Are research questions or hypotheses given?

There are no research questions or hypotheses given.

What are the variables/ phenomena being studied?

There were no identified variables in this study. It appears that there are no variables reported to exist in the study and there is hardly any connection with DSM criteria. The author established the importance of the study by highlighting the gravity of the situation experienced by the family members of patients with severe traumatic brain injury indicating that they are more vulnerable to anxiety and uncertainty in the future.

How does the author establish the importance of the study?

The importance was also established by identifying the specific needs of families of patients with severe traumatic brain injury, like the need to know, the need for consistent information, the need for involvement, and the need to make sense of the experience (Bond et al., 2003). This information was found in the introduction and discussion parts.
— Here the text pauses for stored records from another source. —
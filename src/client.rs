//! The Singly API client: configuration, session state, transport, and the service registry.

pub mod endpoint;
pub mod registry;

pub use endpoint::*;

// self
use crate::{
	_prelude::*,
	auth::AccessToken,
	client::registry::ServiceRegistry,
	config::{SinglyConfig, SinglyEndpoints},
	http::ApiHttpClient,
};
#[cfg(feature = "reqwest")] use crate::http::ReqwestHttpClient;

#[cfg(feature = "reqwest")]
/// Client specialized for the crate's default reqwest transport.
pub type ReqwestSingly = Singly<ReqwestHttpClient>;

/// Singly API client.
///
/// The client owns its configuration, the session (access token + debug flag), the HTTP
/// transport, and the lazily-populated service registry. Every operation issues at most one
/// request and awaits it before returning; nothing runs in the background.
///
/// Session state sits behind a lock, so operations take `&self` and [`Service`] descriptors can
/// borrow the client while the token changes underneath them.
///
/// [`Service`]: crate::service::Service
pub struct Singly<C>
where
	C: ?Sized + ApiHttpClient,
{
	/// HTTP transport used for every outbound request.
	pub http_client: Arc<C>,
	config: SinglyConfig,
	endpoints: SinglyEndpoints,
	session: RwLock<Session>,
	pub(crate) registry: RwLock<Option<Arc<ServiceRegistry>>>,
	pub(crate) registry_guard: AsyncMutex<()>,
}
impl<C> Singly<C>
where
	C: ?Sized + ApiHttpClient,
{
	/// Creates a client that reuses the caller-provided transport.
	pub fn with_http_client(config: SinglyConfig, http_client: impl Into<Arc<C>>) -> Result<Self> {
		let endpoints = config.endpoints()?;

		Ok(Self {
			http_client: http_client.into(),
			config,
			endpoints,
			session: Default::default(),
			registry: Default::default(),
			registry_guard: Default::default(),
		})
	}

	/// Configuration the client was built with.
	pub fn config(&self) -> &SinglyConfig {
		&self.config
	}

	/// Endpoint set derived from the configured API root.
	pub fn endpoints(&self) -> &SinglyEndpoints {
		&self.endpoints
	}

	/// Returns the current access token, if any.
	pub fn access_token(&self) -> Option<AccessToken> {
		self.session.read().access_token.clone()
	}

	/// Assigns an access token obtained earlier (offline or cached-token mode).
	pub fn set_access_token(&self, token: AccessToken) {
		self.session.write().access_token = Some(token);
	}

	/// Drops the current access token.
	pub fn clear_access_token(&self) {
		self.session.write().access_token = None;
	}

	/// Whether an access token is present.
	pub fn is_authenticated(&self) -> bool {
		self.session.read().access_token.is_some()
	}

	/// Enables or disables request/response dumps as `tracing` debug events.
	pub fn set_debug(&self, debug: bool) {
		self.session.write().debug = debug;
	}

	/// Current debug flag.
	pub fn debug(&self) -> bool {
		self.session.read().debug
	}

	pub(crate) fn require_token(&self) -> Result<AccessToken> {
		self.access_token().ok_or(Error::NotAuthenticated)
	}
}
#[cfg(feature = "reqwest")]
impl Singly<ReqwestHttpClient> {
	/// Creates a new client backed by a default reqwest transport.
	pub fn new(config: SinglyConfig) -> Result<Self> {
		Self::with_http_client(config, ReqwestHttpClient::default())
	}
}
impl<C> Debug for Singly<C>
where
	C: ?Sized + ApiHttpClient,
{
	fn fmt(&self, f: &mut Formatter) -> FmtResult {
		f.debug_struct("Singly")
			.field("config", &self.config)
			.field("authenticated", &self.is_authenticated())
			.field("debug", &self.debug())
			.field("services_loaded", &self.services_loaded())
			.finish()
	}
}

#[derive(Debug, Default)]
struct Session {
	access_token: Option<AccessToken>,
	debug: bool,
}

#[cfg(test)]
mod tests {
	// self
	use super::*;
	use crate::_preludet::*;

	#[test]
	fn new_client_starts_unauthenticated_with_empty_registry() {
		let (client, transport) = build_recording_client();

		assert!(client.access_token().is_none());
		assert!(!client.is_authenticated());
		assert!(!client.services_loaded());
		assert!(!client.debug());
		assert!(transport.requests().is_empty());
	}

	#[test]
	fn token_can_be_assigned_and_cleared() {
		let (client, _) = build_recording_client();

		client.set_access_token(AccessToken::new("cached"));

		assert_eq!(
			client.access_token().map(|token| token.expose().to_owned()),
			Some("cached".into())
		);

		client.clear_access_token();

		assert!(matches!(client.require_token(), Err(Error::NotAuthenticated)));
	}

	#[test]
	fn debug_output_hides_token() {
		let (client, _) = build_recording_client();

		client.set_access_token(AccessToken::new("very-secret-token"));

		let rendered = format!("{client:?}");

		assert!(rendered.contains("authenticated: true"));
		assert!(!rendered.contains("very-secret-token"));
	}
}
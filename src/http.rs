//! Transport primitives for Singly requests.
//!
//! The module exposes [`ApiHttpClient`], the client's only dependency on an HTTP stack. Every
//! Singly operation builds one [`HttpRequest`], asks the transport for a short-lived
//! [`AsyncHttpClient`] handle, and awaits exactly one response. Retries, timeouts, pooling, and
//! keep-alive all belong to the transport.

// std
#[cfg(feature = "reqwest")] use std::ops::Deref;
// crates.io
use oauth2::{
	AsyncHttpClient, HttpClientError, HttpRequest, HttpResponse,
	http::{
		Method, Request,
		header::{ACCEPT, CONTENT_TYPE},
	},
};
// self
use crate::{
	_prelude::*,
	error::{ConfigError, TransportError},
};

/// Abstraction over HTTP transports capable of executing Singly requests.
///
/// Callers provide an implementation (typically behind `Arc<T>`) and the client requests a
/// fresh [`AsyncHttpClient`] handle per call. Handles must own whatever state they need so
/// their request futures stay `Send` for the lifetime of the in-flight request.
pub trait ApiHttpClient
where
	Self: 'static + Send + Sync,
{
	/// Concrete error emitted by the underlying transport.
	type TransportError: 'static + Send + Sync + StdError;

	/// [`AsyncHttpClient`] handle used for a single request.
	type Handle: for<'c> AsyncHttpClient<
			'c,
			Error = HttpClientError<Self::TransportError>,
			Future: 'c + Send,
		>
		+ 'static
		+ Send
		+ Sync;

	/// Builds a handle for the next request.
	fn handle(&self) -> Self::Handle;
}

/// Successful response returned by [`send`]: status and raw body.
#[derive(Clone, Debug, PartialEq, Eq)]
pub struct ApiResponse {
	/// HTTP status code (always 2xx).
	pub status: u16,
	/// Raw response body.
	pub body: Vec<u8>,
}

/// Thin wrapper around [`ReqwestClient`] so shared HTTP behavior lives in one place.
#[cfg(feature = "reqwest")]
#[derive(Clone, Debug, Default)]
pub struct ReqwestHttpClient(pub ReqwestClient);
#[cfg(feature = "reqwest")]
impl ReqwestHttpClient {
	/// Wraps an existing reqwest [`ReqwestClient`].
	pub fn with_client(client: ReqwestClient) -> Self {
		Self(client)
	}
}
#[cfg(feature = "reqwest")]
impl AsRef<ReqwestClient> for ReqwestHttpClient {
	fn as_ref(&self) -> &ReqwestClient {
		&self.0
	}
}
#[cfg(feature = "reqwest")]
impl Deref for ReqwestHttpClient {
	type Target = ReqwestClient;

	fn deref(&self) -> &Self::Target {
		&self.0
	}
}
#[cfg(feature = "reqwest")]
impl ApiHttpClient for ReqwestHttpClient {
	type Handle = ReqwestHandle;
	type TransportError = ReqwestError;

	fn handle(&self) -> Self::Handle {
		ReqwestHandle(self.0.clone())
	}
}

/// Per-request handle returned by [`ReqwestHttpClient`].
#[cfg(feature = "reqwest")]
#[derive(Clone, Debug)]
pub struct ReqwestHandle(ReqwestClient);
#[cfg(feature = "reqwest")]
impl<'c> AsyncHttpClient<'c> for ReqwestHandle {
	type Error = HttpClientError<ReqwestError>;
	type Future =
		Pin<Box<dyn Future<Output = Result<HttpResponse, Self::Error>> + 'c + Send + Sync>>;

	fn call(&'c self, request: HttpRequest) -> Self::Future {
		let client = self.0.clone();

		Box::pin(async move {
			let response =
				client.execute(request.try_into().map_err(Box::new)?).await.map_err(Box::new)?;
			let status = response.status();
			let headers = response.headers().to_owned();
			let mut response_new =
				HttpResponse::new(response.bytes().await.map_err(Box::new)?.to_vec());

			*response_new.status_mut() = status;
			*response_new.headers_mut() = headers;

			Ok(response_new)
		})
	}
}

/// Builds a `GET` request that accepts JSON.
pub(crate) fn get_request(url: &Url) -> Result<HttpRequest> {
	Request::builder()
		.method(Method::GET)
		.uri(url.as_str())
		.header(ACCEPT, "application/json")
		.body(Vec::new())
		.map_err(|e| ConfigError::from(e).into())
}

/// Builds a form-encoded `POST` request that accepts JSON.
pub(crate) fn form_post_request<'a, I>(url: &Url, pairs: I) -> Result<HttpRequest>
where
	I: IntoIterator<Item = (&'a str, &'a str)>,
{
	let body = url::form_urlencoded::Serializer::new(String::new()).extend_pairs(pairs).finish();

	Request::builder()
		.method(Method::POST)
		.uri(url.as_str())
		.header(ACCEPT, "application/json")
		.header(CONTENT_TYPE, "application/x-www-form-urlencoded")
		.body(body.into_bytes())
		.map_err(|e| ConfigError::from(e).into())
}

/// Executes one request and rejects non-success statuses.
///
/// `endpoint` labels the call in errors; it never contains the access token.
pub(crate) async fn send<C>(
	http_client: &C,
	endpoint: &str,
	request: HttpRequest,
) -> Result<ApiResponse>
where
	C: ?Sized + ApiHttpClient,
{
	let handle = http_client.handle();
	let response =
		handle.call(request).await.map_err(|err| map_transport_error(endpoint, err))?;
	let status = response.status().as_u16();
	let body = response.into_body();

	if !(200..300).contains(&status) {
		return Err(TransportError::Status {
			endpoint: endpoint.to_owned(),
			status,
			body: String::from_utf8_lossy(&body).into_owned(),
		}
		.into());
	}

	Ok(ApiResponse { status, body })
}

fn map_transport_error<E>(endpoint: &str, err: HttpClientError<E>) -> Error
where
	E: 'static + Send + Sync + StdError,
{
	let endpoint = endpoint.to_owned();

	match err {
		HttpClientError::Reqwest(inner) =>
			TransportError::Network { endpoint, source: inner }.into(),
		HttpClientError::Http(inner) => ConfigError::from(inner).into(),
		HttpClientError::Io(source) => TransportError::Io { endpoint, source }.into(),
		HttpClientError::Other(message) => TransportError::Other { endpoint, message }.into(),
		_ => TransportError::Other { endpoint, message: "unrecognized transport failure".into() }
			.into(),
	}
}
How many paragraphs were used in the literature?

There was a total of eight paragraphs used in the literature review. The topics included were care and the need for identifying the family needs, addressing the needs, structured communication program, facilitating nurses to work with families, retrospective analysis of earlier studies, comparing the needs of patient families with that of families of patients without injuries, need for qualitative information. There was no heading used in the literature review.

Is a theoretical framework used?

Yes. The study was based on a theoretical framework based on a family nursing model with special emphasis on crisis theory.

References

  1. Carole L. White, Nancy Mayo, James A Hanley, Sharon Wood- Dauphinee. (2003).Research in Nursing & Health, 26, 177-189.
  2. Mant, J., Winner, S., Roche, J., Wade, D.T. (2005). Family support for stroke: one year follow up of a randomised controlled trial. J Neurol Neurosurg Psychiatry, 76, 1006-8.
  3. Ski, C, & Connell, O, B. (2007). Stroke: the increasing complexity of carer needs. J Neurosci Nurs, 39, 172-9.
  4. Jumisko, E., Lexell, J., Söderberg, S. (2007). Living with moderate or severe traumatic brain injury: the meaning of family members’ experiences. J Fam Nurs, 13,353-69.
  5. Duff, D. (2006). Family impact and influence following severe traumatic brain injury. Axone, 27, 9-23.
  6. Elaine Bond, A., Christy Rae Lee Draeger,Barbara Mandleco, Michael Donnelly. (2003). Critical Care Nurse, 23,63-71.